Exercise prompt
Only one portion of the data is to be written out: from the line bearing "let device = match" through the line bearing "let input_sample_rate = config.input_sample_rate;". Write it exactly as it appears.
════════════════
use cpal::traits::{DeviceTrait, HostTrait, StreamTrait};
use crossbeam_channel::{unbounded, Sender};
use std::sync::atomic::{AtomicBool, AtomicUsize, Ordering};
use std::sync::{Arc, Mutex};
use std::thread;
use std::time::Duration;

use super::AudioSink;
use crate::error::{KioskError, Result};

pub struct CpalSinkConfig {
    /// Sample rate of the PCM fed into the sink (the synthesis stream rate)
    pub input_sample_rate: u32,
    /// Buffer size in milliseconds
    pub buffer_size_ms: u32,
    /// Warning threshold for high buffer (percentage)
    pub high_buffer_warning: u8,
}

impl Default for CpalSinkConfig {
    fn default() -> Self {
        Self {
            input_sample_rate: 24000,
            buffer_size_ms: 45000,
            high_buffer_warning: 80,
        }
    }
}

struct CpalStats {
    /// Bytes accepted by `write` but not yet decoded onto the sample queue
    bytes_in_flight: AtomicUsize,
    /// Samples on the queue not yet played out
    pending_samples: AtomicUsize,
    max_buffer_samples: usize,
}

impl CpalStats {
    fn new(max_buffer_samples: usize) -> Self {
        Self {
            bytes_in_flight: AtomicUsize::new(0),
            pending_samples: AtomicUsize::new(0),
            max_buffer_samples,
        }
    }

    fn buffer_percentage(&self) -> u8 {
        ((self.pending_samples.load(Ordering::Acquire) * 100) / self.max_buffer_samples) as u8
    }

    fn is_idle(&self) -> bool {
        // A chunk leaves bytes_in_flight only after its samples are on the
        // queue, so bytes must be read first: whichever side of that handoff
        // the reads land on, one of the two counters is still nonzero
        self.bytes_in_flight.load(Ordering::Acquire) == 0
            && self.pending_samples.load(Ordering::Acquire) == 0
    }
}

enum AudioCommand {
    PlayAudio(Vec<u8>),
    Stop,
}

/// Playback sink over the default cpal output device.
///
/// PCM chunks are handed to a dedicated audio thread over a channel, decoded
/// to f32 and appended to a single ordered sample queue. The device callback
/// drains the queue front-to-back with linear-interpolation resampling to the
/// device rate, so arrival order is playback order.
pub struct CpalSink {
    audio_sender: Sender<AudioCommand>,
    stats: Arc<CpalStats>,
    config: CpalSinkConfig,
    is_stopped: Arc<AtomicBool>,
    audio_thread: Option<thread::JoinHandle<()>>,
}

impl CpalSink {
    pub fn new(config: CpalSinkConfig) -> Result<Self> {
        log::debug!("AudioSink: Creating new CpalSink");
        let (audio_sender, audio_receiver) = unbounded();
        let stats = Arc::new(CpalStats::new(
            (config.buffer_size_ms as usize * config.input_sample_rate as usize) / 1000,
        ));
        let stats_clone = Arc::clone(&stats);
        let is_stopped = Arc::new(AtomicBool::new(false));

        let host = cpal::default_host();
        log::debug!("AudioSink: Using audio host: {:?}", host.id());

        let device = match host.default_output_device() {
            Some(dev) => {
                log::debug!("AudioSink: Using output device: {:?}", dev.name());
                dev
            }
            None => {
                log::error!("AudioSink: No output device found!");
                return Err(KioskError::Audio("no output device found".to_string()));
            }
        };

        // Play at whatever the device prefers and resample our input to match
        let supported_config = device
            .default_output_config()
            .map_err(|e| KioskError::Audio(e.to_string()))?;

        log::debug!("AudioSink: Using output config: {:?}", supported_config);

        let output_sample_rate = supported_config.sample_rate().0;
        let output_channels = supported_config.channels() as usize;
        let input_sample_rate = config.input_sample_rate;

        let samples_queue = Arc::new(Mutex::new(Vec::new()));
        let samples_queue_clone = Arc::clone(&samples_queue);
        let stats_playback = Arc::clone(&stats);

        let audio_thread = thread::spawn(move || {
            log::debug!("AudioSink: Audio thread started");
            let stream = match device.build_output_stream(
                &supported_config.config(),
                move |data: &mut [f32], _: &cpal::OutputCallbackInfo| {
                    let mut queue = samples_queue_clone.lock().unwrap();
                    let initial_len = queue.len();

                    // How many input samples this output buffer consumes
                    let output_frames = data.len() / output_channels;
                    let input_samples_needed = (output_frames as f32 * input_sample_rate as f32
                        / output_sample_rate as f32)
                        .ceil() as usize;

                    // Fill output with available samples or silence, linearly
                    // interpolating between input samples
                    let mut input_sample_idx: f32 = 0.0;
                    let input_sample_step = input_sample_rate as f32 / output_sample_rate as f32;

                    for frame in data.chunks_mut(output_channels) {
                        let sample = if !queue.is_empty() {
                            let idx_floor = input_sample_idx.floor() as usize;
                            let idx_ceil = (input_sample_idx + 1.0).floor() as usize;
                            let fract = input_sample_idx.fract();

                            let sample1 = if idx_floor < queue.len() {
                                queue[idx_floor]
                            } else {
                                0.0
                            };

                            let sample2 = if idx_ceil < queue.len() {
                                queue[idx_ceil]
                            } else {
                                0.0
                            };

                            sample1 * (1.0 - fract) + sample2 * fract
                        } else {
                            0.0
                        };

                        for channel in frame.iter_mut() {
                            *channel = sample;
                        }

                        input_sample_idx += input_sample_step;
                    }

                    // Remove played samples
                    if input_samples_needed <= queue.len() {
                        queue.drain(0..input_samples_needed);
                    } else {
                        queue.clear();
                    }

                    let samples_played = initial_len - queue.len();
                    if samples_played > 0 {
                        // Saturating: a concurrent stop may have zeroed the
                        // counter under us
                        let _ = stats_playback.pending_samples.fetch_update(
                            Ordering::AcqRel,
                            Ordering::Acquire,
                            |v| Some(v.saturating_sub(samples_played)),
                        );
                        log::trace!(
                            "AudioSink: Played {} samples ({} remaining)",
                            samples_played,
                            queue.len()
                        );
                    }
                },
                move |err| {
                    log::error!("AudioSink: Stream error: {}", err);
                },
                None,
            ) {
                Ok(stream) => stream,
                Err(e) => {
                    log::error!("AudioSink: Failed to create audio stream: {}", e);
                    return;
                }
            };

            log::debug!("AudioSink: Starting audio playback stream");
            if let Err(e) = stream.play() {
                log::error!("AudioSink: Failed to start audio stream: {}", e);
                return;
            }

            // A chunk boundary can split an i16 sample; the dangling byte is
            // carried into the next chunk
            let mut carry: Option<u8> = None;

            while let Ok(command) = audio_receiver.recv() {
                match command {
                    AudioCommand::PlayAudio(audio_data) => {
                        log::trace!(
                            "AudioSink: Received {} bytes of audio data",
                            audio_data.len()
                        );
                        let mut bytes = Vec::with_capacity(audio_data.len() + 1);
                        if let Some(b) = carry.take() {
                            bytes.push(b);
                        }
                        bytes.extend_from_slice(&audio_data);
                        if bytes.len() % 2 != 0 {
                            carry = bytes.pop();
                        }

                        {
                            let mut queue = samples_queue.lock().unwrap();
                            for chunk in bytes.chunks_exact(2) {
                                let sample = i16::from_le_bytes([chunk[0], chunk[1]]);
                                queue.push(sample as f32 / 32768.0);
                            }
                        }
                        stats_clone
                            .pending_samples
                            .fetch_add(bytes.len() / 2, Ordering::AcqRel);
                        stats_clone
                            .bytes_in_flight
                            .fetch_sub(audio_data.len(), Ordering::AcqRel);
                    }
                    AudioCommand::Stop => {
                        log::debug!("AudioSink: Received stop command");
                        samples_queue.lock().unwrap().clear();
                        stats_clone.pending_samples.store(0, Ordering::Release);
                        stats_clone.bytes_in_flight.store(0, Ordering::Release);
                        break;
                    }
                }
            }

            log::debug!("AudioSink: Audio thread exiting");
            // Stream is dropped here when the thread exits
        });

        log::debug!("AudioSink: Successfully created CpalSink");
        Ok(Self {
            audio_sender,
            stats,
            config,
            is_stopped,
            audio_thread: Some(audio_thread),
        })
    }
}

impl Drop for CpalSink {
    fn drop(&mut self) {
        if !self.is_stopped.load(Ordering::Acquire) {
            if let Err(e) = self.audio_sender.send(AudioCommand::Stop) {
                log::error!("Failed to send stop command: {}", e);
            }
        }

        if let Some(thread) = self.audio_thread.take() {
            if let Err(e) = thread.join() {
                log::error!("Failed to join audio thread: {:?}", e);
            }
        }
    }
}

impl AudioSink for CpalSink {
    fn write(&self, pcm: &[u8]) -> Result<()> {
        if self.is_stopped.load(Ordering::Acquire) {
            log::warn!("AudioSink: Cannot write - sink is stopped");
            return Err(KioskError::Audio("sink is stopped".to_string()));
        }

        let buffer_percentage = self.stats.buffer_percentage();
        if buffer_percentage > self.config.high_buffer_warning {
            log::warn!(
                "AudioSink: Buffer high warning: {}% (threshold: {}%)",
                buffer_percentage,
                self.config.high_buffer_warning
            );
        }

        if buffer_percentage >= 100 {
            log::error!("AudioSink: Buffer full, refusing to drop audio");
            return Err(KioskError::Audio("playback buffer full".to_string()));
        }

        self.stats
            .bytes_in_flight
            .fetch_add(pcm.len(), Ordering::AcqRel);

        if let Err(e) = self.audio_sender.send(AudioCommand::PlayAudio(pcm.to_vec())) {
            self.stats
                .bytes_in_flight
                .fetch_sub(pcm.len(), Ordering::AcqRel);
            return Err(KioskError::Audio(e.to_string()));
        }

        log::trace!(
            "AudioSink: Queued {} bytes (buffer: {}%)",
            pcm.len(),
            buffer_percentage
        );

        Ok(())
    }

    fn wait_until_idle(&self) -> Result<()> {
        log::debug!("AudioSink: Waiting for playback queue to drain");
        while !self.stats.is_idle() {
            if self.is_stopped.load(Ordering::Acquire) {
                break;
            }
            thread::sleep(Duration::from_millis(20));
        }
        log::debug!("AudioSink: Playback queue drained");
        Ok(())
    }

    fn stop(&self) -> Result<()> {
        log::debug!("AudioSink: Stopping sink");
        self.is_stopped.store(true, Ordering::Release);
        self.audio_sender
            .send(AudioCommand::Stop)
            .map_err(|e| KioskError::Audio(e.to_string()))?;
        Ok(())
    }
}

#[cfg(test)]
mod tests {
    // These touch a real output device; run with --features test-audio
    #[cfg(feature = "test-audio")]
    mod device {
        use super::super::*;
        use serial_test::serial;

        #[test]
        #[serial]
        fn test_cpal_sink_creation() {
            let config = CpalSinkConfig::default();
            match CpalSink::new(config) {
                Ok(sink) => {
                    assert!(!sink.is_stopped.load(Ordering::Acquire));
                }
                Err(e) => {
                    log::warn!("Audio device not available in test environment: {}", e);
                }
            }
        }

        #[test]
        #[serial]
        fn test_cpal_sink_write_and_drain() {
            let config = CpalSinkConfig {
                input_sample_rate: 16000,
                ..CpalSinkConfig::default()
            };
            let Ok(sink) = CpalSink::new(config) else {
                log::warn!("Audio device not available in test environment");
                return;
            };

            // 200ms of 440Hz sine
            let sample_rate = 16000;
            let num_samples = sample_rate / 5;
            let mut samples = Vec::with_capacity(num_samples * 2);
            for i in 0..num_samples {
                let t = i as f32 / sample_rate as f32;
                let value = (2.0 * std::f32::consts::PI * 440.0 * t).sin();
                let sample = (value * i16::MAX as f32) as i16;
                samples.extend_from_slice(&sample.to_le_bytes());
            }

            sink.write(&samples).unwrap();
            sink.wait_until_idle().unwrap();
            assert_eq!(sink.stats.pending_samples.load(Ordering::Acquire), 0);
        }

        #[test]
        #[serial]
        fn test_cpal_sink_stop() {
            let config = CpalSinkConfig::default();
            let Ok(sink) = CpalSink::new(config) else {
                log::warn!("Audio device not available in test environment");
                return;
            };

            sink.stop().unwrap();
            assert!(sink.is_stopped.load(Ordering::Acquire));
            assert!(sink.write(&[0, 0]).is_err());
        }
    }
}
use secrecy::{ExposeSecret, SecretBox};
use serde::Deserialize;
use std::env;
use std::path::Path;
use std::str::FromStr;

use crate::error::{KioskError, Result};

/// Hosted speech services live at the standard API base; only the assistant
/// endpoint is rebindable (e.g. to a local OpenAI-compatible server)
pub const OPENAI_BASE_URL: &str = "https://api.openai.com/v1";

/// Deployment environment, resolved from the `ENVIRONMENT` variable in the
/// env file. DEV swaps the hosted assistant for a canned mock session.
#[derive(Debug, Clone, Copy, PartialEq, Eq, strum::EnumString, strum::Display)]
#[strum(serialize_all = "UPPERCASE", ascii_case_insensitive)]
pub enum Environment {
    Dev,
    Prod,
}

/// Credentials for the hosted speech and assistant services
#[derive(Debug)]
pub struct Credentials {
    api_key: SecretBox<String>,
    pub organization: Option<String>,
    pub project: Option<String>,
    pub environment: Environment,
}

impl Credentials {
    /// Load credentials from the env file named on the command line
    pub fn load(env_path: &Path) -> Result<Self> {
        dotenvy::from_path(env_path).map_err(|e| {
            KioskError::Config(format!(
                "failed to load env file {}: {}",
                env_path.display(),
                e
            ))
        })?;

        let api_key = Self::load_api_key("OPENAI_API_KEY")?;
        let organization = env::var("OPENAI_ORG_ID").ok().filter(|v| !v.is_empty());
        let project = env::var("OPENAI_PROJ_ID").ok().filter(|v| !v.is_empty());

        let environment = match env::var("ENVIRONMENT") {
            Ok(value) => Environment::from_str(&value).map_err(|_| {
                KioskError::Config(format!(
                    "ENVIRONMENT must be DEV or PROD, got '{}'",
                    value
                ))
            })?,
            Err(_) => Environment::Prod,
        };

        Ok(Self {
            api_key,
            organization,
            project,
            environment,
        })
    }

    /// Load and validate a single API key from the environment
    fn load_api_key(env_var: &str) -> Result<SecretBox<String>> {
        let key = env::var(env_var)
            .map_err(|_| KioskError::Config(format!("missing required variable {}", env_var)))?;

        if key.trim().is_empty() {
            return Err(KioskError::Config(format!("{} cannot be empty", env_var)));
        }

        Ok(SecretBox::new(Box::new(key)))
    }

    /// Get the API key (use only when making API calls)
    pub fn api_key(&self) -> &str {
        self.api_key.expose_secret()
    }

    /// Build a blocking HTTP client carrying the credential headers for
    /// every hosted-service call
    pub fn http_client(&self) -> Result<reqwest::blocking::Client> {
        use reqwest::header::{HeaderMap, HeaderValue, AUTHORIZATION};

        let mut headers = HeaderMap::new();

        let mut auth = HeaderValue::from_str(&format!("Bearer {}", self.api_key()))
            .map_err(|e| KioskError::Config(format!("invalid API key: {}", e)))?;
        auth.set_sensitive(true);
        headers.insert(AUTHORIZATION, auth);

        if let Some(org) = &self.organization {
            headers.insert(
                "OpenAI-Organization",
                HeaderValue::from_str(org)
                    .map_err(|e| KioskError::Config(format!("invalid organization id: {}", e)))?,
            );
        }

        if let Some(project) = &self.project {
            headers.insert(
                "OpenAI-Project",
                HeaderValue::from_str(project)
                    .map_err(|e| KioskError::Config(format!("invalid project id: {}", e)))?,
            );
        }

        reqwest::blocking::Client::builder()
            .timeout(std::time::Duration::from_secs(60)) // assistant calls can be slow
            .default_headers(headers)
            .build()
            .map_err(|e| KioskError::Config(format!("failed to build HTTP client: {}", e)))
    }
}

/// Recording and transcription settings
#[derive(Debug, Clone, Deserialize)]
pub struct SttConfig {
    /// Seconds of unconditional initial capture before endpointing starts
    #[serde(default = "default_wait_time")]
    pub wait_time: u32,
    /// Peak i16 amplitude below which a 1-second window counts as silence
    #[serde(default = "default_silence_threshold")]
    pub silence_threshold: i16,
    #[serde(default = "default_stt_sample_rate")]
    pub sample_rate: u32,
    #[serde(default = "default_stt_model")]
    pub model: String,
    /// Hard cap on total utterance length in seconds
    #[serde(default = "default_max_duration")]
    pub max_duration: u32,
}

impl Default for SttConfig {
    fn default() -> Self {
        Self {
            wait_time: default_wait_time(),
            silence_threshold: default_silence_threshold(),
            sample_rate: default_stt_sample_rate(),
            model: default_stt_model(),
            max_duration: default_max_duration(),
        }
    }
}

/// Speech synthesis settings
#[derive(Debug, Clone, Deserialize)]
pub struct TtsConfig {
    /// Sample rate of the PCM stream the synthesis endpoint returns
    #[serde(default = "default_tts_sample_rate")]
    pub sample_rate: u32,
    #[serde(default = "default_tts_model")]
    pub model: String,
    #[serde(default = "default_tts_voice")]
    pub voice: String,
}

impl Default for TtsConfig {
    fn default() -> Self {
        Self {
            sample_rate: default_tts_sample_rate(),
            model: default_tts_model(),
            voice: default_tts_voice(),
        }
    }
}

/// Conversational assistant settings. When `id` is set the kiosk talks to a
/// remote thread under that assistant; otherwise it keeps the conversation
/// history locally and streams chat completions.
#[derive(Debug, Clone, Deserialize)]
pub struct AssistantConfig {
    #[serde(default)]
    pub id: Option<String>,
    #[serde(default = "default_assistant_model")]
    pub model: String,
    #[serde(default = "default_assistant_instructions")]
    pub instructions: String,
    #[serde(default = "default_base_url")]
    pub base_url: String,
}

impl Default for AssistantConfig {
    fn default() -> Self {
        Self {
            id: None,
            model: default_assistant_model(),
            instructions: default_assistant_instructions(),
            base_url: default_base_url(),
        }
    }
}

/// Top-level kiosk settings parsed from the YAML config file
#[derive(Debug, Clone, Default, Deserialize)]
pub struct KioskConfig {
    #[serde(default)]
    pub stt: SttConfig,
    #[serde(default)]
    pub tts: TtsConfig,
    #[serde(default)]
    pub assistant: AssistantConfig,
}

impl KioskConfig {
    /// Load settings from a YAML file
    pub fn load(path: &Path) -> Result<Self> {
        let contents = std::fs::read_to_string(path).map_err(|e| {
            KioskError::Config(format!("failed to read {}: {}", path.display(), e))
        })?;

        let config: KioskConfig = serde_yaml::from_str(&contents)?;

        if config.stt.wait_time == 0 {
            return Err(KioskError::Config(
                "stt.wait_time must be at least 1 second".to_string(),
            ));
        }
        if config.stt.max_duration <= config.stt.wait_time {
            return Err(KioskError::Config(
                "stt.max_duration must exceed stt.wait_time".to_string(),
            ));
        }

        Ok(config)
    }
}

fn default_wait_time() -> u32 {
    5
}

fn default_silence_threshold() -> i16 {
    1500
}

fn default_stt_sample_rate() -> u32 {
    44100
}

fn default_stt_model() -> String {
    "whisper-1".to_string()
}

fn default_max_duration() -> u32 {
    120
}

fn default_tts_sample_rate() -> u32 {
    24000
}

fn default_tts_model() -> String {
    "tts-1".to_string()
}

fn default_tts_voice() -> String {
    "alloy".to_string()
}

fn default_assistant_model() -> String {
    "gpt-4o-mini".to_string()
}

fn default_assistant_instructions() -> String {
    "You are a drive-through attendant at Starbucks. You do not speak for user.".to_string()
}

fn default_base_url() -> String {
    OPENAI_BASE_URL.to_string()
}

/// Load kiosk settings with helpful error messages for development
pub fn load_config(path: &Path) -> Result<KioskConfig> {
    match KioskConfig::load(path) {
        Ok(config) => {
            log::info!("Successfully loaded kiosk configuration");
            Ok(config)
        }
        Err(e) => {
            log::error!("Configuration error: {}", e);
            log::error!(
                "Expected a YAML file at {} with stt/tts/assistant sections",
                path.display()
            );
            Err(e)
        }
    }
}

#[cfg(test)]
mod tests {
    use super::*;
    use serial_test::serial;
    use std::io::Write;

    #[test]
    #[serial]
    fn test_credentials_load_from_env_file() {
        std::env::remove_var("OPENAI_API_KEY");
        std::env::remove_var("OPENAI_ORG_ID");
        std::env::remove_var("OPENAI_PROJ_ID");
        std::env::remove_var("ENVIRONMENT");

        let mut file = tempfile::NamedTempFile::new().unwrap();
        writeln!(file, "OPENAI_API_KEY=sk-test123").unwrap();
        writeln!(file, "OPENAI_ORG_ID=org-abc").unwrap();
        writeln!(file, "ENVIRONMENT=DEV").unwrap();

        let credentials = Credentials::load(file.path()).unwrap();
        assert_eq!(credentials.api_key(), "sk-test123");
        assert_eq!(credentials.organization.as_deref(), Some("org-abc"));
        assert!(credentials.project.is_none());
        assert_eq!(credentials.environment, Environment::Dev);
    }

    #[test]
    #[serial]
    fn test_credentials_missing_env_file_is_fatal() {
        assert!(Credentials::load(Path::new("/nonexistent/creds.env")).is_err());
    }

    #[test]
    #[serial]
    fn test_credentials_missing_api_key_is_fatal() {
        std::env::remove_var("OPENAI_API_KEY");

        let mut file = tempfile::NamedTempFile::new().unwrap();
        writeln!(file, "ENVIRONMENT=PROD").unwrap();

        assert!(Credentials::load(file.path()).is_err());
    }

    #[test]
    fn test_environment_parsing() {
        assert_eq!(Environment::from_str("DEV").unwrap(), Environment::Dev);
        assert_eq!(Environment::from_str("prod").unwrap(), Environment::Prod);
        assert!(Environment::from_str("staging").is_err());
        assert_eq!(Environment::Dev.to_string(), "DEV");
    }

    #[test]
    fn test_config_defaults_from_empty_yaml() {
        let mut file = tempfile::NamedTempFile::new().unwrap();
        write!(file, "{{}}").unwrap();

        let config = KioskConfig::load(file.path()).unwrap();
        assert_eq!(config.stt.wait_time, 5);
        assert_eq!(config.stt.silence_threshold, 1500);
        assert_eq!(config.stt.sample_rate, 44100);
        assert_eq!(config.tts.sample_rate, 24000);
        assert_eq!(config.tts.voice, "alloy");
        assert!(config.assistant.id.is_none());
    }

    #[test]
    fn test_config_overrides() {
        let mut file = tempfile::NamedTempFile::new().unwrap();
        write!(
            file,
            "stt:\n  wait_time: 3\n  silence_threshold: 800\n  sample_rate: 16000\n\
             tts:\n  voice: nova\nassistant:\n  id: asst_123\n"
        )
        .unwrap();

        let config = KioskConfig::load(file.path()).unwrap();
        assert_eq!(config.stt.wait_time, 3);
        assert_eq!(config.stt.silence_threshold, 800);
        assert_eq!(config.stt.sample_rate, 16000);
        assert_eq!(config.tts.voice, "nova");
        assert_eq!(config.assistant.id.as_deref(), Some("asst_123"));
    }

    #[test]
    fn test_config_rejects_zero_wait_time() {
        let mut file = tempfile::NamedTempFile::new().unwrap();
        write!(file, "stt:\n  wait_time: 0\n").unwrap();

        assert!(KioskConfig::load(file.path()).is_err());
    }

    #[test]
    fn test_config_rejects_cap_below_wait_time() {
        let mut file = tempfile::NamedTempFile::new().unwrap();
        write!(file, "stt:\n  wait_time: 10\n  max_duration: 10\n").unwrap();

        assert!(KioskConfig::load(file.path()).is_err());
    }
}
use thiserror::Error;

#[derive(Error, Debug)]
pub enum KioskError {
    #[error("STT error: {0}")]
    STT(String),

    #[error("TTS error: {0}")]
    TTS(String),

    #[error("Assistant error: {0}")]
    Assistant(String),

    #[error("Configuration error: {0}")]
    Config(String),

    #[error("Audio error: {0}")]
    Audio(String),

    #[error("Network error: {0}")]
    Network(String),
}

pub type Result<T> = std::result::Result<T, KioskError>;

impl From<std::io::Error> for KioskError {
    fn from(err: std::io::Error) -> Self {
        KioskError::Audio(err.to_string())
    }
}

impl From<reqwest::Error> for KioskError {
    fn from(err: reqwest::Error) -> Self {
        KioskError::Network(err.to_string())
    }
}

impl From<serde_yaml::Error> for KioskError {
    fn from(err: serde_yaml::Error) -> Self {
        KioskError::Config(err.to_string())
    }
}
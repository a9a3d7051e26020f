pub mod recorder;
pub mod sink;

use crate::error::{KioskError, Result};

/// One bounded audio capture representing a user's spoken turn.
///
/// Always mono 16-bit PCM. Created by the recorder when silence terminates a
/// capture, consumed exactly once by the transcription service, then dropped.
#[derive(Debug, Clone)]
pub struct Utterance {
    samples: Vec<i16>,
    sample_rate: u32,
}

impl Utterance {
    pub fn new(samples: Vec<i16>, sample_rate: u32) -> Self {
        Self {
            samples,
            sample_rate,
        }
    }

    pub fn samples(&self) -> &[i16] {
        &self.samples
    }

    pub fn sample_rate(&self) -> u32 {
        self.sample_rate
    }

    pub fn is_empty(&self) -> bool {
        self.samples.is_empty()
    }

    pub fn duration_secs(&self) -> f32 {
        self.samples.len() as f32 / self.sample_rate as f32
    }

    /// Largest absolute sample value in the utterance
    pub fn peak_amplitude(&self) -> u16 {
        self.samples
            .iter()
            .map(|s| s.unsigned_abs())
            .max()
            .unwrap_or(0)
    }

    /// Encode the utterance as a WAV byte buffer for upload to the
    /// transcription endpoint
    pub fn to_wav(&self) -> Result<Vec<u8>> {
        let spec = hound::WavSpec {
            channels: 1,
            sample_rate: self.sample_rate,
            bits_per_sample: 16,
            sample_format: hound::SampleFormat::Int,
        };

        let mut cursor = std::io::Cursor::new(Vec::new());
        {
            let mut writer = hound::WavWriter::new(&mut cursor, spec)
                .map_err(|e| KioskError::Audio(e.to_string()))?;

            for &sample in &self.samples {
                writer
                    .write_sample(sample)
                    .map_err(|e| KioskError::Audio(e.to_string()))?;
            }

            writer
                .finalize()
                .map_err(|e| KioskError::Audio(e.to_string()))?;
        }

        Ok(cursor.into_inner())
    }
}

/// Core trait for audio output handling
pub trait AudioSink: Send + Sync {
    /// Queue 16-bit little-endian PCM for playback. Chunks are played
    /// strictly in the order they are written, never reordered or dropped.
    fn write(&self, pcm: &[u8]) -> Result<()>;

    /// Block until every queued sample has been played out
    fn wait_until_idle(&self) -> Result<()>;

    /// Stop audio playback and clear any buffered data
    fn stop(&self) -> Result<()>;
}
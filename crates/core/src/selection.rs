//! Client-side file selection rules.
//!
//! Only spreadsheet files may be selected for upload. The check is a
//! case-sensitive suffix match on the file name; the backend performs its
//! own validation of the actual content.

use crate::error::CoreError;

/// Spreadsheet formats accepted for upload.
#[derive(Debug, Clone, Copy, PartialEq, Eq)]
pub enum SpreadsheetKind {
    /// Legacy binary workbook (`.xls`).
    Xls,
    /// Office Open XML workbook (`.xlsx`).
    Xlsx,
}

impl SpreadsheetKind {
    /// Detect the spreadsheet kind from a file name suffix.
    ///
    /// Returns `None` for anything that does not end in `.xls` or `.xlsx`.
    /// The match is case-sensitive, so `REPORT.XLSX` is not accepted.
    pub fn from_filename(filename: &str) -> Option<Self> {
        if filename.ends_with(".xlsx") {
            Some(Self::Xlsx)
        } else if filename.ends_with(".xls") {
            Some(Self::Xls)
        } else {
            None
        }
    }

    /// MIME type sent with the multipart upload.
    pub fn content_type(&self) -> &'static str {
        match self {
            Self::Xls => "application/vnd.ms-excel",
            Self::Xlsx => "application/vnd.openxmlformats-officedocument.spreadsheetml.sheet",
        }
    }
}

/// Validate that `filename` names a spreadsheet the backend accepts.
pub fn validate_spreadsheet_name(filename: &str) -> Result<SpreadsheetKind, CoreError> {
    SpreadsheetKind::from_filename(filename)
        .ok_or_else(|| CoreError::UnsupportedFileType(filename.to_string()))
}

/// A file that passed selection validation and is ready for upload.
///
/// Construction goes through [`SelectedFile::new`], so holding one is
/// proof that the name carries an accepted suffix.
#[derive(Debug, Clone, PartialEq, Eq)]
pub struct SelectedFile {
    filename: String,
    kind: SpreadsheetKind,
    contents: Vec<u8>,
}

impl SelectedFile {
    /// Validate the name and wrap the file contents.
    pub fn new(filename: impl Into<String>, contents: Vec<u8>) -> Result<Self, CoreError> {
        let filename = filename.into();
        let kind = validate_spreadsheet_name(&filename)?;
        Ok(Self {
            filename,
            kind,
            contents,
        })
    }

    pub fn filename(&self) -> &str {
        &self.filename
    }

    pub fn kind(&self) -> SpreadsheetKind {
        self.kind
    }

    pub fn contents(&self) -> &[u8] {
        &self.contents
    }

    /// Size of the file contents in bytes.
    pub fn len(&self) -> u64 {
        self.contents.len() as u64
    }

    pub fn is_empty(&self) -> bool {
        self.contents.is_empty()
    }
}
════════════════
Response area
        let device = match host.default_output_device() {
            Some(dev) => {
                log::debug!("AudioSink: Using output device: {:?}", dev.name());
                dev
            }
            None => {
                log::error!("AudioSink: No output device found!");
                return Err(KioskError::Audio("no output device found".to_string()));
            }
        };

        // Play at whatever the device prefers and resample our input to match
        let supported_config = device
            .default_output_config()
            .map_err(|e| KioskError::Audio(e.to_string()))?;

        log::debug!("AudioSink: Using output config: {:?}", supported_config);

        let output_sample_rate = supported_config.sample_rate().0;
        let output_channels = supported_config.channels() as usize;
        let input_sample_rate = config.input_sample_rate;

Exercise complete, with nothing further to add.